**Aim of the task**
Scan the records for lines with the word "StatusMessage", and copy every such line.

Source data:
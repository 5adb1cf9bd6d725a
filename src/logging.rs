//! ロギングシステム
//!
//! `log` ファサードのバックエンド。TUI が画面を占有しているため
//! 標準出力・標準エラーには書かず、ファイルへ追記する。

use crate::options::{ensure_parent_dir, RunOptions};
use log::{LevelFilter, Log, Metadata, Record};
use std::fs::{File, OpenOptions};
use std::io::Write;
use std::path::{Path, PathBuf};
use std::sync::Mutex;

/// ファイル出力ロガー
#[derive(Debug)]
pub struct Logger {
    level: LevelFilter,
    path: PathBuf,
    file: Mutex<File>,
}

impl Logger {
    /// ログファイルを開いてロガーを作成
    pub fn open(path: impl Into<PathBuf>, level: LevelFilter) -> std::io::Result<Self> {
        let path = path.into();
        ensure_parent_dir(&path)?;
        let file = OpenOptions::new().create(true).append(true).open(&path)?;
        Ok(Self {
            level,
            path,
            file: Mutex::new(file),
        })
    }

    pub fn level(&self) -> LevelFilter {
        self.level
    }

    pub fn path(&self) -> &Path {
        &self.path
    }

    fn format_record(record: &Record<'_>) -> String {
        format!("{}: {} [{}]", record.level(), record.args(), record.target())
    }
}

impl Log for Logger {
    fn enabled(&self, metadata: &Metadata<'_>) -> bool {
        metadata.level() <= self.level
    }

    fn log(&self, record: &Record<'_>) {
        if !self.enabled(record.metadata()) {
            return;
        }
        if let Ok(mut file) = self.file.lock() {
            let _ = writeln!(file, "{}", Self::format_record(record));
        }
    }

    fn flush(&self) {
        if let Ok(mut file) = self.file.lock() {
            let _ = file.flush();
        }
    }
}

/// オプションに従ってロガーを登録する
///
/// 出力先が未指定なら何もしない（ログは破棄される）。登録したログのパスを返す。
pub fn init(options: &RunOptions) -> std::io::Result<Option<PathBuf>> {
    let Some(path) = &options.debug_log_path else {
        return Ok(None);
    };

    let logger = Logger::open(path, options.log_level)?;
    let level = logger.level();
    if log::set_boxed_logger(Box::new(logger)).is_ok() {
        log::set_max_level(level);
    }
    Ok(Some(path.clone()))
}
//! セッションが所有する編集状態
//!
//! バッファ・カーソル・クリップボード・リソース名・ステータスをまとめ、
//! モードハンドラとコマンド解釈器に参照で渡す。

use crate::buffer::{CursorModel, TextBuffer};
use crate::editor::edit_operations::EditContext;
use crate::editor::ClipboardSlot;

/// 直近の操作結果を表す一行メッセージ（追記せず上書きする）
#[derive(Debug, Clone, Default, PartialEq, Eq)]
pub struct StatusMessage(String);

impl StatusMessage {
    pub fn set(&mut self, message: impl Into<String>) {
        self.0 = message.into();
    }

    pub fn clear(&mut self) {
        self.0.clear();
    }

    pub fn as_str(&self) -> &str {
        &self.0
    }
}

/// 編集状態
#[derive(Debug, Clone, Default)]
pub struct EditorState {
    pub buffer: TextBuffer,
    pub cursor: CursorModel,
    pub clipboard: ClipboardSlot,
    /// 関連付けられたリソース名（未設定なら空）
    pub resource_name: String,
    pub status: StatusMessage,
    /// 最後の保存・読み込み以降に変更されたか
    pub modified: bool,
}

impl EditorState {
    pub fn new() -> Self {
        Self::default()
    }

    /// バッファとカーソルに対する編集コンテキスト
    pub fn edit(&mut self) -> EditContext<'_> {
        EditContext::new(&mut self.buffer, &mut self.cursor)
    }

    /// カーソル行を削除してクリップボードへ
    pub fn delete_line(&mut self) {
        let changed =
            EditContext::new(&mut self.buffer, &mut self.cursor).delete_line(&mut self.clipboard);
        self.mark_modified(changed);
    }

    /// クリップボードの行をカーソル行の直後へ貼り付け
    pub fn paste_line(&mut self) -> bool {
        let pasted = EditContext::new(&mut self.buffer, &mut self.cursor).paste_line(&self.clipboard);
        self.mark_modified(pasted);
        pasted
    }

    /// 変更フラグを立てる
    pub fn mark_modified(&mut self, changed: bool) {
        if changed {
            self.modified = true;
        }
    }
}
//! コマンド処理システム
//!
//! `:q`、`:w NAME`、`:e NAME` などのコマンドラインを解釈し、
//! ストレージ操作を行う。ストレージのエラーはステータスメッセージに変換する。

use crate::buffer::ClampPolicy;
use crate::editor::EditorState;
use crate::error::{FileError, MiniviError};
use crate::file::Storage;

/// 解釈済みのコマンド
#[derive(Debug, Clone, PartialEq, Eq)]
pub enum Command {
    /// `:q` / `:quit`
    Quit,
    /// `:w [NAME]` / `:write [NAME]`
    Write { name: Option<String> },
    /// `:wq [NAME]` / `:x [NAME]`
    WriteQuit { name: Option<String> },
    /// `:e NAME` / `:edit NAME`
    Edit { name: String },
    /// 未対応のコマンド（無視される）
    Unknown(String),
}

/// コマンドの実行結果
#[derive(Debug, Clone, Copy, PartialEq, Eq)]
pub enum CommandOutcome {
    Continue,
    Quit,
}

/// コマンドライン文字列を解析
pub fn parse_command(input: &str) -> Command {
    let Some(body) = input.strip_prefix(':') else {
        return Command::Unknown(input.to_string());
    };

    let (word, argument) = match body.split_once(char::is_whitespace) {
        Some((word, rest)) => (word, Some(rest.trim()).filter(|arg| !arg.is_empty())),
        None => (body, None),
    };
    let name = argument.map(str::to_string);

    match word {
        "q" | "quit" => Command::Quit,
        "w" | "write" => Command::Write { name },
        "wq" | "x" => Command::WriteQuit { name },
        "e" | "edit" => match name {
            Some(name) => Command::Edit { name },
            None => Command::Unknown(input.to_string()),
        },
        _ => Command::Unknown(input.to_string()),
    }
}

/// コマンド解釈器
pub struct CommandInterpreter;

impl CommandInterpreter {
    /// 確定したコマンドラインを実行
    pub fn execute<S: Storage>(
        input: &str,
        state: &mut EditorState,
        storage: &mut S,
    ) -> CommandOutcome {
        let command = parse_command(input);
        log::debug!("execute command {:?}", command);

        match command {
            Command::Quit => CommandOutcome::Quit,
            Command::Write { name } => {
                Self::save(name, state, storage);
                CommandOutcome::Continue
            }
            Command::WriteQuit { name } => {
                if Self::save(name, state, storage) {
                    CommandOutcome::Quit
                } else {
                    CommandOutcome::Continue
                }
            }
            Command::Edit { name } => {
                Self::load(name, state, storage);
                CommandOutcome::Continue
            }
            Command::Unknown(_) => CommandOutcome::Continue,
        }
    }

    /// バッファを保存。成功したら `true`。
    pub fn save<S: Storage>(
        name: Option<String>,
        state: &mut EditorState,
        storage: &mut S,
    ) -> bool {
        if let Some(name) = name {
            state.resource_name = name;
        }

        if state.resource_name.is_empty() {
            state.status.set("No filename specified");
            return false;
        }

        match storage.save(&state.resource_name, state.buffer.lines()) {
            Ok(()) => {
                state.modified = false;
                state.status.set(format!("File saved: {}", state.resource_name));
                true
            }
            Err(error) => {
                log::warn!("save of {} failed: {}", state.resource_name, error);
                state
                    .status
                    .set(format!("Error: Could not save file: {}", error));
                false
            }
        }
    }

    /// リソースを読み込みバッファ全体を置き換える
    ///
    /// 存在しない場合は空バッファで新規ファイルとして扱う。
    pub fn load<S: Storage>(name: String, state: &mut EditorState, storage: &mut S) {
        state.resource_name = name;

        match storage.load(&state.resource_name) {
            Ok(lines) => {
                state.buffer.replace_all(lines);
                state
                    .status
                    .set(format!("File loaded: {}", state.resource_name));
            }
            Err(FileError::NotFound { .. }) => {
                log::info!("{} not found, starting new buffer", state.resource_name);
                state.buffer.replace_all(Vec::new());
                state.status.set(format!("New file: {}", state.resource_name));
            }
            Err(error) => {
                log::warn!("load of {} failed: {}", state.resource_name, error);
                state.status.set(MiniviError::from(error).status_text());
                return;
            }
        }

        state.modified = false;
        state
            .cursor
            .set_position(&state.buffer, 0, 0, ClampPolicy::LastChar);
    }
}
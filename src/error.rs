//! エラーハンドリングシステム
//!
//! minivi 全体で使用されるエラー型とユーティリティを定義。
//! ストレージ由来のエラーはセッション内でステータスメッセージに変換され、
//! 読み込み・描画ループの外に出るのは端末エラーのみ。

use thiserror::Error;

/// アプリケーション全体のエラー型
#[derive(Error, Debug, Clone, PartialEq, Eq)]
pub enum MiniviError {
    /// ファイル操作エラー
    #[error("File operation failed: {0}")]
    File(#[from] FileError),

    /// UI操作エラー
    #[error("UI operation failed: {0}")]
    Ui(#[from] UiError),

    /// 入力処理エラー
    #[error("Input processing failed: {0}")]
    Input(#[from] InputError),
}

/// ファイル操作固有のエラー
#[derive(Error, Debug, Clone, PartialEq, Eq)]
pub enum FileError {
    #[error("File not found: {path}")]
    NotFound { path: String },

    #[error("Permission denied: {path}")]
    PermissionDenied { path: String },

    #[error("Invalid path: {path}")]
    InvalidPath { path: String },

    #[error("IO error: {message}")]
    Io { message: String },
}

impl FileError {
    /// `std::io::Error` をパス情報付きで変換
    pub fn from_io(path: &str, error: &std::io::Error) -> Self {
        match error.kind() {
            std::io::ErrorKind::NotFound => FileError::NotFound {
                path: path.to_string(),
            },
            std::io::ErrorKind::PermissionDenied => FileError::PermissionDenied {
                path: path.to_string(),
            },
            _ => FileError::Io {
                message: format!("{}: {}", path, error),
            },
        }
    }
}

/// UI操作固有のエラー
#[derive(Error, Debug, Clone, PartialEq, Eq)]
pub enum UiError {
    #[error("Terminal initialization failed")]
    TerminalInit,

    #[error("Rendering failed: {component}")]
    RenderingFailed { component: String },
}

/// 入力処理固有のエラー
#[derive(Error, Debug, Clone, PartialEq, Eq)]
pub enum InputError {
    #[error("Input stream closed")]
    Closed,

    #[error("Event read failed: {message}")]
    ReadFailed { message: String },
}

impl MiniviError {
    /// ステータス行に表示する一行メッセージ
    pub fn status_text(&self) -> String {
        match self {
            MiniviError::File(FileError::NotFound { path }) => {
                format!("Error: file not found: {}", path)
            }
            MiniviError::File(FileError::PermissionDenied { path }) => {
                format!("Error: permission denied: {}", path)
            }
            MiniviError::File(FileError::InvalidPath { path }) => {
                format!("Error: invalid path: {}", path)
            }
            MiniviError::File(FileError::Io { message }) => format!("Error: {}", message),
            other => format!("Error: {}", other),
        }
    }
}

/// パニックハンドラの設定
///
/// 端末を raw モードのまま放置しないよう、出力前に復帰させる。
pub fn setup_panic_handler() {
    std::panic::set_hook(Box::new(|panic_info| {
        crate::frontend::tui::restore_terminal();

        let (file, line) = panic_info
            .location()
            .map(|location| (location.file(), location.line()))
            .unwrap_or(("unknown", 0));

        let message = if let Some(s) = panic_info.payload().downcast_ref::<&str>() {
            s
        } else if let Some(s) = panic_info.payload().downcast_ref::<String>() {
            s
        } else {
            "Unknown panic payload"
        };

        log::error!("panic at {}:{}: {}", file, line, message);
        eprintln!("PANIC at {}:{}: {}", file, line, message);
        eprintln!("Stack trace: {}", std::backtrace::Backtrace::capture());

        std::process::exit(1);
    }));
}

/// プロジェクト標準のResult型
pub type Result<T> = std::result::Result<T, MiniviError>;

/// 各モジュール固有のResult型
pub mod file {
    pub type Result<T> = std::result::Result<T, super::FileError>;
}

// std::io::Error から MiniviError への変換
impl From<std::io::Error> for MiniviError {
    fn from(error: std::io::Error) -> Self {
        MiniviError::File(FileError::Io {
            message: error.to_string(),
        })
    }
}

**Answer space**
pub struct StatusMessage(String);
impl StatusMessage {
    pub status: StatusMessage,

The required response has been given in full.